WHAT IS EXPECTED.
Search the data for the word "ChainProject" and copy out every line that has it.

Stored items
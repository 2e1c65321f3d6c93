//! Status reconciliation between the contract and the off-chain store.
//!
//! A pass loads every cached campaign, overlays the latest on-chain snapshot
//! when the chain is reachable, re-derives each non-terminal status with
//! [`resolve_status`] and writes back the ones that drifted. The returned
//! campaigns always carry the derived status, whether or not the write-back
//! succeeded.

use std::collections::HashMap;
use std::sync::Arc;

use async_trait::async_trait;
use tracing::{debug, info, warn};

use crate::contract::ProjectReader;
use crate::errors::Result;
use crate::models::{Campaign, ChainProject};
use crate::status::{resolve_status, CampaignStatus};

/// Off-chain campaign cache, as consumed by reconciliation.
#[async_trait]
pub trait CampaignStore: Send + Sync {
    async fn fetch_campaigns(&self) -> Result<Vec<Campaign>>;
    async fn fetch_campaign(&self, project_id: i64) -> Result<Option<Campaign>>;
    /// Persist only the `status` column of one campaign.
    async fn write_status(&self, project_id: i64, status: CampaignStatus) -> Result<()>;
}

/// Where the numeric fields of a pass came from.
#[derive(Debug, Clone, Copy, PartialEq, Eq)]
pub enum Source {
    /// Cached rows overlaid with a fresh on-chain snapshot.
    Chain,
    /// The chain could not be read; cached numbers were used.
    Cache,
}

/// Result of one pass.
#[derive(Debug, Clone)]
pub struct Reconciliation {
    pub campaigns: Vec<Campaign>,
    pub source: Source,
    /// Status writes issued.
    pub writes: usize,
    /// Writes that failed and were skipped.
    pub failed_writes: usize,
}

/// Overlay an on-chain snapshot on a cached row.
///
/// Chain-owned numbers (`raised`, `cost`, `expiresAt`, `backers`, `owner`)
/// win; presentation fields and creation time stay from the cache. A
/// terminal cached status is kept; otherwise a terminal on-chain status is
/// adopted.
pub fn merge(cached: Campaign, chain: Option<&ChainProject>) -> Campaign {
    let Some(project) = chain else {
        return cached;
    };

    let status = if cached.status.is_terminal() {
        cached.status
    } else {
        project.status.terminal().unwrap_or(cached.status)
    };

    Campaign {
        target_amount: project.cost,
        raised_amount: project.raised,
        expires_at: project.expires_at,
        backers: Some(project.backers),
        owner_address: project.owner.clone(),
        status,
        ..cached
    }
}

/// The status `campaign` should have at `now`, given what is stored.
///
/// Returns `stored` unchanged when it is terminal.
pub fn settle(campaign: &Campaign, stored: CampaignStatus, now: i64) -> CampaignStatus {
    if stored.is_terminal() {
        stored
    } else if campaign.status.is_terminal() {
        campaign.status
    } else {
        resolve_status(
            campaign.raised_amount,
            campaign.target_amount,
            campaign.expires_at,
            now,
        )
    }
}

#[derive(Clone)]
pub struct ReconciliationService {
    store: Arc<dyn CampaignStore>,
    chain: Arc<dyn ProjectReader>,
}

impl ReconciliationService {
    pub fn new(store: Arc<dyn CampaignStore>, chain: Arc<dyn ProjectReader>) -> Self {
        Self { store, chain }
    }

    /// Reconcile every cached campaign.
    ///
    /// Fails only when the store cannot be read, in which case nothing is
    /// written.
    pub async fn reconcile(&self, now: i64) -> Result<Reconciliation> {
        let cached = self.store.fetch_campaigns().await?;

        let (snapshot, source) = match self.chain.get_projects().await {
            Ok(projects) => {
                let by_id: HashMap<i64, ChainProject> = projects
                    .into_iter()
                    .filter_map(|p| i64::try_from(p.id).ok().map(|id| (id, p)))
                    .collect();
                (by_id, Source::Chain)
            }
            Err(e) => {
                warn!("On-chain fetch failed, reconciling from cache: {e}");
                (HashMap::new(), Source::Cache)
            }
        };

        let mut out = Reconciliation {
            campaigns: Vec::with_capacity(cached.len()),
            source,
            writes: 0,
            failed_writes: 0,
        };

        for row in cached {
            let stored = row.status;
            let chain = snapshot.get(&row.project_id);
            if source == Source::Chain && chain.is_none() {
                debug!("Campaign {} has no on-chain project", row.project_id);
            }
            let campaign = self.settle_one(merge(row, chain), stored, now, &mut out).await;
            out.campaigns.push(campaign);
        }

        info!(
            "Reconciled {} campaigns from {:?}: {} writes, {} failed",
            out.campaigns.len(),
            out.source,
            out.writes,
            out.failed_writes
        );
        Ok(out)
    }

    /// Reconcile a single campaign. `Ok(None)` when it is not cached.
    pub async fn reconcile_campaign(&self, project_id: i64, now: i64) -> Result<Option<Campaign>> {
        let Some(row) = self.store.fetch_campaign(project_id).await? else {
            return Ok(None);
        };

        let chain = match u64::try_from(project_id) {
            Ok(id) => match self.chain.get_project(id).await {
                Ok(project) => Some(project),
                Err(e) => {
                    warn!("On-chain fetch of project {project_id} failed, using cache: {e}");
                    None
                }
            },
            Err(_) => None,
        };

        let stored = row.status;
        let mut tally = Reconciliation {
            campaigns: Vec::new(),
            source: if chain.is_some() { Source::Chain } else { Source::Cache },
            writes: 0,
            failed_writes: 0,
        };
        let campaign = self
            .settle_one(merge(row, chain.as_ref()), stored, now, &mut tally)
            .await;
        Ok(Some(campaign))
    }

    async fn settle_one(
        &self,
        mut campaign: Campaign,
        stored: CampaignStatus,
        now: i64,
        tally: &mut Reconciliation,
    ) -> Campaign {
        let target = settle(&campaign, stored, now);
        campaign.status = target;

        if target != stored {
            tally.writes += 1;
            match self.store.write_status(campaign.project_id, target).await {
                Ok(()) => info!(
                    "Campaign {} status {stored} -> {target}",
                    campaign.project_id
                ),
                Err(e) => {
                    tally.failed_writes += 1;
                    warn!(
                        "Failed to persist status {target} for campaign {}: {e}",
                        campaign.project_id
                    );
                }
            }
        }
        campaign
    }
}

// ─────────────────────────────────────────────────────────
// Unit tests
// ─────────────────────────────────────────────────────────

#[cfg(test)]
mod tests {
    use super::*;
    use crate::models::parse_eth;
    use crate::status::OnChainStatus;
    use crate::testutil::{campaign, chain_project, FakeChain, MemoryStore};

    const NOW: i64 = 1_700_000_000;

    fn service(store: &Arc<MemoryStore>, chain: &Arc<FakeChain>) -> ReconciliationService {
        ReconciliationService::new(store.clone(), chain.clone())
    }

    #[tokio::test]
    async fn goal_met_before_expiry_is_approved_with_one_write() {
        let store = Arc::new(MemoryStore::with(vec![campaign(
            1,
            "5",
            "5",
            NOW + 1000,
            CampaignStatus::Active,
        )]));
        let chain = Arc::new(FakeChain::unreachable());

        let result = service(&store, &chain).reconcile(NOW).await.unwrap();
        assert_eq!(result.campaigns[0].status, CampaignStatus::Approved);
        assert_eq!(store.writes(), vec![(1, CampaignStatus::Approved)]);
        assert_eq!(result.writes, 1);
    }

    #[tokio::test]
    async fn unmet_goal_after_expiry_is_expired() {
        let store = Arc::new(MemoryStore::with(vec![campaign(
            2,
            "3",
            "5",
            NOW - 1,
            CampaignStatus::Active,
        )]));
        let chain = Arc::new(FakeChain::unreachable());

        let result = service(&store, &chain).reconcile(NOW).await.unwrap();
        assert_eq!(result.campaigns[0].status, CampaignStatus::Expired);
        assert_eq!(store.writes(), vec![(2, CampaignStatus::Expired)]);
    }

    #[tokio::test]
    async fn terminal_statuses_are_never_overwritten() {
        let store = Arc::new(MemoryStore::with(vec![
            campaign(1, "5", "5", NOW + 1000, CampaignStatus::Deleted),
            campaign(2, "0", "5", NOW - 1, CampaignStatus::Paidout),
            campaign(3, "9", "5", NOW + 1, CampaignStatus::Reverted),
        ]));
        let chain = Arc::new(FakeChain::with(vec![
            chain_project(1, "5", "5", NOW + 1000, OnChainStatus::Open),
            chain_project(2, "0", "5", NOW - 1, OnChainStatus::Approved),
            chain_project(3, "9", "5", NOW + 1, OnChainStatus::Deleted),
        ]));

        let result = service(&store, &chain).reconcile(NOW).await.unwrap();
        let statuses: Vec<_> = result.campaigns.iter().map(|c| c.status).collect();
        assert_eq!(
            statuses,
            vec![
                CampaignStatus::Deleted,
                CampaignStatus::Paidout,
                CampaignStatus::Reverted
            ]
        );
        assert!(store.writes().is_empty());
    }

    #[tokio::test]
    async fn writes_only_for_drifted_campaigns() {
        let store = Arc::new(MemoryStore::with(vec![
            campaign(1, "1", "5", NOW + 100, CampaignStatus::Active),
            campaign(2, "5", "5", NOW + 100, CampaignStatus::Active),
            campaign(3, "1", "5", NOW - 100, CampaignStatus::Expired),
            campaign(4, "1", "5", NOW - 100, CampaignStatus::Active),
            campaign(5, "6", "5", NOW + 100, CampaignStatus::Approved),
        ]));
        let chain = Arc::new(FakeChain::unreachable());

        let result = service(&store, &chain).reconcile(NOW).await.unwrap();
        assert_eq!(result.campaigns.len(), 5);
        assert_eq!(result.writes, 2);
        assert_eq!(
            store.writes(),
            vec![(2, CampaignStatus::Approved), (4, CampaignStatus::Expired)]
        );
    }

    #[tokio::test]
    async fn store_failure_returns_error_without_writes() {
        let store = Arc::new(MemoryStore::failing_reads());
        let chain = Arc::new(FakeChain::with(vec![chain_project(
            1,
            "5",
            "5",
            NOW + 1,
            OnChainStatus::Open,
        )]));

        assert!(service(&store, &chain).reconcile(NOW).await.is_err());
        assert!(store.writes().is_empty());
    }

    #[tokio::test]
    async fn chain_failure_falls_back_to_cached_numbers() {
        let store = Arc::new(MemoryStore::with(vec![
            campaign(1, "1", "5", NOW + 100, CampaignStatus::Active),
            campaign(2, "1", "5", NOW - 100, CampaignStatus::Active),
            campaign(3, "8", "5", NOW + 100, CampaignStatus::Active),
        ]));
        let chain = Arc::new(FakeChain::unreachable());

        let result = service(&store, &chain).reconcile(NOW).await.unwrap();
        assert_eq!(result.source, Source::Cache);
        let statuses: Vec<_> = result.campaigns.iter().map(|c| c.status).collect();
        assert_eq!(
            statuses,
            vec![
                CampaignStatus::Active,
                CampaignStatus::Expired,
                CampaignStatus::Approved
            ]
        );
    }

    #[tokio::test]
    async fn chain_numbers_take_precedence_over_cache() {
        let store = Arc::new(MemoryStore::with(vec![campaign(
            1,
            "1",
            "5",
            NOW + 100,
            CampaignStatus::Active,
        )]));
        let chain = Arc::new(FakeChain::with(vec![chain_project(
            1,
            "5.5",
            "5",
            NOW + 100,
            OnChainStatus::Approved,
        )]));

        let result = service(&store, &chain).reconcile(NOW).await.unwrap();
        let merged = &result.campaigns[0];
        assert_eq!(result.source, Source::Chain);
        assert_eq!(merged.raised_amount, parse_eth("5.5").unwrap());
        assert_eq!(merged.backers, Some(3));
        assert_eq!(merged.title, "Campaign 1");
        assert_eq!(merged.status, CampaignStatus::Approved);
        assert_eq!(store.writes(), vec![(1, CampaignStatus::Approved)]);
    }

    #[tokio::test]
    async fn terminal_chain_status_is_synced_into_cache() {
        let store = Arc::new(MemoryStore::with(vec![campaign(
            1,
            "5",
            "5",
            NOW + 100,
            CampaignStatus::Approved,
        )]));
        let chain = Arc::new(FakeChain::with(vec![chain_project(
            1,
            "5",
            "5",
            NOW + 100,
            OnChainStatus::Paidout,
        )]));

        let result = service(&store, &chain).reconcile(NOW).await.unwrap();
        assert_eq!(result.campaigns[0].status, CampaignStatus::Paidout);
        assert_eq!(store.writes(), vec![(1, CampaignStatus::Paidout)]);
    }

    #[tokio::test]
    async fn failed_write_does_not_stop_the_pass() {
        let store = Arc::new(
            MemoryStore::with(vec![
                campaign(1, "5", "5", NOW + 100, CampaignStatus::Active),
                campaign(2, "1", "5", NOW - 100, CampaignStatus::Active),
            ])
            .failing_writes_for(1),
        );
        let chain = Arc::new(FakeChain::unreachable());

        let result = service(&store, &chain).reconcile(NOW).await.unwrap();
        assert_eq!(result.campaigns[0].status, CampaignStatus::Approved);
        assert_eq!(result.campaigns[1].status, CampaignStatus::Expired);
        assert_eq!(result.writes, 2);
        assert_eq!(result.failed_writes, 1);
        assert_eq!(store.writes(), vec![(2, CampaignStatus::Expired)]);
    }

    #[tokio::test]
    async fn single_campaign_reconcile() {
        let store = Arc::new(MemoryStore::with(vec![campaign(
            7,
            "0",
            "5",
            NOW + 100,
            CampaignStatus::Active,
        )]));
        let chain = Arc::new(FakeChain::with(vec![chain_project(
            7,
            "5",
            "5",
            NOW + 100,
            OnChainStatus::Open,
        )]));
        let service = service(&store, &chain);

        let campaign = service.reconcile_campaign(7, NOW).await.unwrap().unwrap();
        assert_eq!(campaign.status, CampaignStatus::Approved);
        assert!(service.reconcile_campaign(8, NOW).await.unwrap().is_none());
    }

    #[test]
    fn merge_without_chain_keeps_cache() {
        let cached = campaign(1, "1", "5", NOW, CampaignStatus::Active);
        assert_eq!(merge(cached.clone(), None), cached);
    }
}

YOUR RESPONSE.
use crate::models::{Campaign, ChainProject};
pub fn merge(cached: Campaign, chain: Option<&ChainProject>) -> Campaign {
                let by_id: HashMap<i64, ChainProject> = projects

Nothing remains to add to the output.